Photo by Jon Springer
One if the biggest misconceptions in business is that a franchise is a safer investment than going it alone. That is definitely true if you purchase, say, a Burger King or a McDonald’s or a Taco Bell that have long track records, well-known brand names and robust product development pipelines and technology strategies and relationships with vendors.
Lesser-known franchises? Not so much. Exhibit A is Burgerim, whose downfall we detailed last year. We spoke with some operators this week that have since converted their concepts into other brands. Most of them opted to go it alone and create their own brand. (You need a subscription to read the piece, but a subscription is totally worth it.)
The key quote came from former Burgerim franchisee Ravi Pradhan, who created a concept called Burgers n Bites.

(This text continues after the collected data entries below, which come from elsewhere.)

impl Harness {
    #[must_use]
    pub fn new(
        config: ProductionConfig,
        fixtures: FixtureRegistry,
        provider: Arc<dyn IdentityProvider>,
        store: Arc<dyn SessionStore>,
        regions: RegionProber,
    ) -> Self {
        Self {
            config,
            fixtures,
            probe: AuthenticationProbe::new(provider.clone()),
            lifecycle: SessionLifecycle::new(provider.clone(), store),
            sid: SidValidator::new(provider),
            regions,
            batch: BatchPlan::default(),
        }
    }

    /// Wire the harness to the live Cognito and DynamoDB endpoints described
    /// by `config`.
    ///
    /// # Errors
    /// Returns `BackendError` if the HTTP client or an endpoint URL cannot be
    /// built.
    pub fn connect(config: ProductionConfig, fixtures: FixtureRegistry) -> Result<Self, BackendError> {
        let client = http_client()?;

        let provider: Arc<dyn IdentityProvider> = Arc::new(CognitoClient::new(
            client.clone(),
            idp_endpoint(&config.region, config.idp_endpoint.as_ref())?,
            config.region.clone(),
            config.user_pool_id.clone(),
            config.client_id.clone(),
        ));
        let store: Arc<dyn SessionStore> = Arc::new(DynamoSessionStore::new(
            client.clone(),
            session_store_endpoint(&config.region, config.session_store_endpoint.as_ref())?,
            config.session_table.clone(),
        ));

        let factory = CognitoFactory::new(client, config.idp_endpoint.clone());
        let pool = RegionPool::new(load_regions(&config), Arc::new(factory));

        Ok(Self::new(
            config,
            fixtures,
            provider,
            store,
            RegionProber::new(Arc::new(pool)),
        ))
    }

    #[must_use]
    pub const fn with_batch_plan(mut self, batch: BatchPlan) -> Self {
        self.batch = batch;
        self
    }

    #[must_use]
    pub const fn config(&self) -> &ProductionConfig {
        &self.config
    }

    #[must_use]
    pub const fn fixtures(&self) -> &FixtureRegistry {
        &self.fixtures
    }

    const fn policy(&self) -> WritePolicy {
        self.config.write_policy
    }

    /// The seven authentication cases with their timeouts, retry budgets and
    /// dependencies.
    #[must_use]
    pub fn suite(self: &Arc<Self>, config: SuiteConfig) -> TestSuite {
        TestSuite::new(SUITE_NAME, config)
            .with_case(
                TestCase::new(VALID_AUTH, "Valid credential authentication", self.bind(|h| async move {
                    h.valid_authentication().await
                }))
                .with_description("Sign in with a configured credential and create a session")
                .with_timeout(Duration::from_secs(30))
                .with_retries(2),
            )
            .with_case(
                TestCase::new(INVALID_AUTH, "Invalid credential rejection", self.bind(|h| async move {
                    h.invalid_authentication().await
                }))
                .with_description("A wrong password must be refused")
                .with_timeout(Duration::from_secs(30))
                .with_retries(2)
                .with_expected(ExpectedOutcome::ShouldFail),
            )
            .with_case(
                TestCase::new(SESSION, "Session lifecycle", self.bind(|h| async move {
                    h.session_lifecycle().await
                }))
                .with_description("Create, validate and terminate a session")
                .with_timeout(Duration::from_secs(60))
                .with_retries(1)
                .with_dependencies(&[VALID_AUTH]),
            )
            .with_case(
                TestCase::new(MFA, "MFA challenge", self.bind(|h| async move { h.mfa_challenge().await }))
                    .with_description("An MFA-enrolled identity must be challenged")
                    .with_timeout(Duration::from_secs(45))
                    .with_retries(1),
            )
            .with_case(
                TestCase::new(FLOW, "Authentication flow integrity", self.bind(|h| async move {
                    h.authentication_flow().await
                }))
                .with_description("Sign in, read the user, refresh and sign out")
                .with_timeout(Duration::from_secs(90))
                .with_retries(1)
                .with_dependencies(&[VALID_AUTH, SESSION]),
            )
            .with_case(
                TestCase::new(SID, "SID and permission validation", self.bind(|h| async move {
                    h.sid_comprehensive().await
                }))
                .with_category(SID_CATEGORY)
                .with_description("Identity, permission and resource checks for every SID identity")
                .with_timeout(Duration::from_secs(300))
                .with_retries(1)
                .with_dependencies(&[VALID_AUTH]),
            )
            .with_case(
                TestCase::new(MULTI_REGION, "Multi-region authentication", self.bind(|h| async move {
                    h.multi_region().await
                }))
                .with_category(REGION_CATEGORY)
                .with_description("Cross-region consistency, global sweep and failover")
                .with_timeout(Duration::from_secs(180))
                .with_retries(1)
                .with_dependencies(&[VALID_AUTH]),
            )
    }

    fn bind<F, Fut>(self: &Arc<Self>, run: F) -> impl Fn() -> Fut + Send + Sync + 'static
    where
        F: Fn(Arc<Self>) -> Fut + Send + Sync + 'static,
        Fut: Future<Output = Result<Observation, CaseError>> + Send + 'static,
    {
        let harness = self.clone();
        move || run(harness.clone())
    }

    /// `Err` carries the observation to return when no usable outcome exists.
    async fn sign_in(&self, identity: &IdentityFixture) -> Result<Result<AuthenticationOutcome, Observation>, CaseError> {
        Ok(match self.probe.authenticate(identity).await? {
            ProbeOutcome::Skipped(reason) => Err(Observation::skipped(reason)),
            ProbeOutcome::Attempted(outcome) if !outcome.succeeded() => Err(Observation::failed(format!(
                "{}: {}",
                outcome.identity, outcome.status
            ))
            .with_auth(outcome.details())),
            ProbeOutcome::Attempted(outcome) => Ok(outcome),
        })
    }

    #[instrument(skip(self))]
    async fn valid_authentication(&self) -> Result<Observation, CaseError> {
        let outcome = match self.sign_in(&self.fixtures.primary).await? {
            Ok(outcome) => outcome,
            Err(observation) => return Ok(observation),
        };

        let (created, record) = self.lifecycle.create(&outcome.identity, self.policy()).await;
        let error = created.error.as_ref().map(|e| format!("session-create: {e}"));

        Ok(observe(created.success, error)
            .with_auth(outcome.details())
            .with_metadata("sessionCreate", &created)
            .with_metadata("sessionExpiresAt", record.expires_at))
    }

    #[instrument(skip(self))]
    async fn invalid_authentication(&self) -> Result<Observation, CaseError> {
        let identity =
            IdentityFixture::new(&self.fixtures.primary.name).with_secret(Some(INVALID_PASSWORD.to_string()));

        Ok(match self.probe.authenticate(&identity).await? {
            ProbeOutcome::Skipped(reason) => Observation::skipped(reason),
            ProbeOutcome::Attempted(outcome) => {
                info!("invalid credential: {}", outcome.status);
                // Only an explicit rejection counts as refusal; a challenge or
                // a token-less 200 means the wrong password was accepted.
                let observation = match &outcome.status {
                    AuthStatus::Rejected(_) => Observation::observed(false),
                    accepted => Observation::observed(true)
                        .with_error(format!("invalid credential was not rejected: {accepted}")),
                };
                observation.with_auth(outcome.details())
            }
        })
    }

    #[instrument(skip(self))]
    async fn session_lifecycle(&self) -> Result<Observation, CaseError> {
        let outcome = match self.sign_in(&self.fixtures.primary).await? {
            Ok(outcome) => outcome,
            Err(observation) => return Ok(observation),
        };

        let session = self.lifecycle.run(&outcome, self.policy()).await;
        let failures = session.failures();
        let error = (!failures.is_empty()).then(|| failures.join("; "));

        Ok(observe(session.succeeded(), error)
            .with_auth(outcome.details())
            .with_session(session))
    }

    #[instrument(skip(self))]
    async fn mfa_challenge(&self) -> Result<Observation, CaseError> {
        Ok(match check_mfa(&self.probe, &self.fixtures.mfa).await? {
            MfaCheck::Skipped(reason) => Observation::skipped(reason),
            MfaCheck::Checked { mfa, auth } => {
                let error = (!mfa.succeeded()).then(|| format!("no MFA challenge returned ({})", auth.status));
                observe(mfa.succeeded(), error).with_auth(auth).with_mfa(mfa)
            }
        })
    }

    #[instrument(skip(self))]
    async fn authentication_flow(&self) -> Result<Observation, CaseError> {
        let outcome = match self.sign_in(&self.fixtures.primary).await? {
            Ok(outcome) => outcome,
            Err(observation) => return Ok(observation),
        };
        let Some(token) = outcome.access_token.as_ref() else {
            return Ok(Observation::failed("no access token").with_auth(outcome.details()));
        };

        let mut steps = vec![FlowStep::passed("authenticate")];
        steps.push(self.read_user(token).await);

        let refresh = self.policy().safeguard(TOKEN_REFRESH_STAGE);
        steps.push(FlowStep {
            simulated: Some(refresh.reason),
            ..FlowStep::passed("refresh")
        });

        let terminated = self.lifecycle.terminate(token, self.policy()).await;
        steps.push(FlowStep {
            step: "sign-out",
            success: terminated.success,
            simulated: terminated.simulated,
            error: terminated.error,
        });

        let failed: Vec<String> = steps
            .iter()
            .filter(|step| !step.success)
            .map(|step| format!("{}: {}", step.step, step.error.as_deref().unwrap_or("failed")))
            .collect();
        let error = (!failed.is_empty()).then(|| failed.join("; "));

        Ok(observe(failed.is_empty(), error)
            .with_auth(outcome.details())
            .with_metadata("steps", &steps))
    }

    async fn read_user(&self, token: &SecretString) -> FlowStep {
        match self.probe.provider().get_user(token).await {
            Ok(user) if !user.username.is_empty() => FlowStep::passed("get-user"),
            Ok(_) => FlowStep {
                success: false,
                error: Some("provider returned an empty username".to_string()),
                ..FlowStep::passed("get-user")
            },
            Err(e) => FlowStep {
                success: false,
                error: Some(e.to_string()),
                ..FlowStep::passed("get-user")
            },
        }
    }

    #[instrument(skip(self))]
    async fn sid_comprehensive(self: Arc<Self>) -> Result<Observation, CaseError> {
        let mut children = vec![
            self.sid_check(&self.fixtures.sid_user).await,
            self.sid_check(&self.fixtures.admin).await,
        ];

        let population = run_population(
            &self.fixtures.numbered,
            self.batch,
            |identity| {
                let harness = self.clone();
                async move { harness.sid_check(&identity).await }
            },
            |identity| {
                TestResult::failed(
                    &sid_child_id(identity),
                    &identity.name,
                    SID_CATEGORY,
                    "SID check panicked",
                    Timing::instant(),
                )
            },
        )
        .await;
        info!(
            "numbered population: {} identities in {} batches",
            population.results.len(),
            population.batch_sizes.len()
        );
        children.extend(population.results);

        Ok(aggregate(children, "SID"))
    }

    /// One identity's SID checks as a nested result.
    async fn sid_check(&self, identity: &IdentityFixture) -> TestResult {
        let id = sid_child_id(identity);
        let watch = Stopwatch::start();

        let observation = match self.probe.authenticate(identity).await {
            Err(e) => Observation::failed(e.to_string()),
            Ok(ProbeOutcome::Skipped(reason)) => Observation::skipped(reason),
            Ok(ProbeOutcome::Attempted(outcome)) => {
                let details = self.sid.validate(identity, &outcome, self.policy()).await;
                observe(details.valid(), details.reason())
                    .with_auth(outcome.details())
                    .with_sid(details)
            }
        };

        TestResult::conclude(
            &id,
            &identity.name,
            SID_CATEGORY,
            ExpectedOutcome::ShouldSucceed,
            observation,
            watch.stop(),
        )
    }

    #[instrument(skip(self))]
    async fn multi_region(&self) -> Result<Observation, CaseError> {
        let identity = &self.fixtures.sid_user;
        let policy = self.policy();

        let watch = Stopwatch::start();
        let consistency = match self.regions.consistency(identity, policy).await {
            RegionCheck::Skipped(reason) => Observation::skipped(reason),
            RegionCheck::Checked(report) => {
                let error = (!report.success()).then(|| {
                    report
                        .consistency
                        .reason
                        .clone()
                        .unwrap_or_else(|| "regions disagree".to_string())
                });
                observe(report.success(), error)
                    .with_region(RegionDetails::from(&report))
                    .with_metadata("report", &report)
            }
        };
        let consistency = region_child("region-consistency", "Cross-region consistency", consistency, watch);

        let watch = Stopwatch::start();
        let sweep = match self.regions.global_sweep(identity).await {
            RegionCheck::Skipped(reason) => Observation::skipped(reason),
            RegionCheck::Checked(sweep) => {
                let error = (!sweep.success()).then(|| "no region authenticated".to_string());
                observe(sweep.success(), error)
                    .with_region(RegionDetails::from(&sweep))
                    .with_metadata("report", &sweep)
            }
        };
        let sweep = region_child("region-global", "Global region sweep", sweep, watch);

        let watch = Stopwatch::start();
        let failover = match self.regions.failover(identity, policy).await {
            RegionCheck::Skipped(reason) => Observation::skipped(reason),
            RegionCheck::Checked(report) => {
                let error = (!report.success()).then(|| "primary and failover regions both failed".to_string());
                observe(report.success(), error)
                    .with_region(RegionDetails::from(&report))
                    .with_metadata("report", &report)
            }
        };
        let failover = region_child("region-failover", "Regional failover", failover, watch);

        Ok(aggregate(vec![consistency, sweep, failover], "regional"))
    }
}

“I will never do a franchise,” he said. “I have learned a lot from this fiasco. I would rather do my own. It gives me flexibility to do a lot of things—menu changes, point-of-sale. I can change according to a market need. Not with a franchise.”
Franchises do a lot of the legwork of creating a restaurant. They develop the recipes, the brand name, ink all of the contracts with technology companies and distributors. That brand is then “proven,” and if franchisees simply follow the “playbook” they can succeed in the business.
That has left them with a reputation for safety. When we interviewed dozens of Burgerim franchisees for our initial story, many mentioned that they wanted to open a franchise because they felt it was a safe investment.
The problem is that newer and smaller brands do not necessarily have the brand recognition that could make a brand a safer investment, so they don’t automatically generate customer demand necessary for success.
The business itself is also prone to fly-by-night schemes and fads that can quickly go out of style. Also, smaller franchisors are notorious for aggressively pushing growth so they can generate more royalties, and frequently sign operators far away from their home turf where their brand names are better known. Oh, and then there are also the brands that view their franchise base as a piggy bank, with direct and indirect charges that make it difficult to make a profit.
One big issue, however, is that when the going gets tough, independent operators can make changes to their operation or their menu so they can generate a profit.
Burgerim grew too fast with sites that were too expensive or not very good or both and couldn’t support its operators, most of whom had little idea what they were doing. Pradhan was an IT employee who wanted a side income, for instance. Once they opened operators were largely stuck with the operation they were provided—including a menu with 11 proteins and three sizes that is both complicated and expensive.
Even with the brand largely unable to enforce anything, operators were stuck with what they had because they couldn’t make changes due to the company-controlled point-of-sale system.
When operators went on their own, they were able to throw all of that out the window and start from scratch. So operators eliminated a lot of the protein options available to customers. They eliminated menu offers that didn’t work.
Robert Carrier removed the “Trio” of three-ounce burgers that sold for $12, saying it took away from sales of the larger, single quarter-pound and third-pound burgers. He also removed a 16-burger party pack that was difficult to put together and was unprofitable. “I would have to charge $90 to make any money off of it,” he said.
And they added menu items they developed themselves or with assistance. Abdul Popal’s iniBurger added Nashville Hot Chicken and a Mushroom Swiss Burger. “We went out and started marketing,” Popal said. “The new items we put on the menu have been a runaway success.”
None of this guarantees success, not by a long shot. It’s still the most competitive industry on the planet, after all, and opening an independent restaurant is still a huge risk.
But the flexibility independents have in building and refining their concept—not to mention the fact that they do not have to pay a royalty—can offset some of the startup benefits of owning a franchise.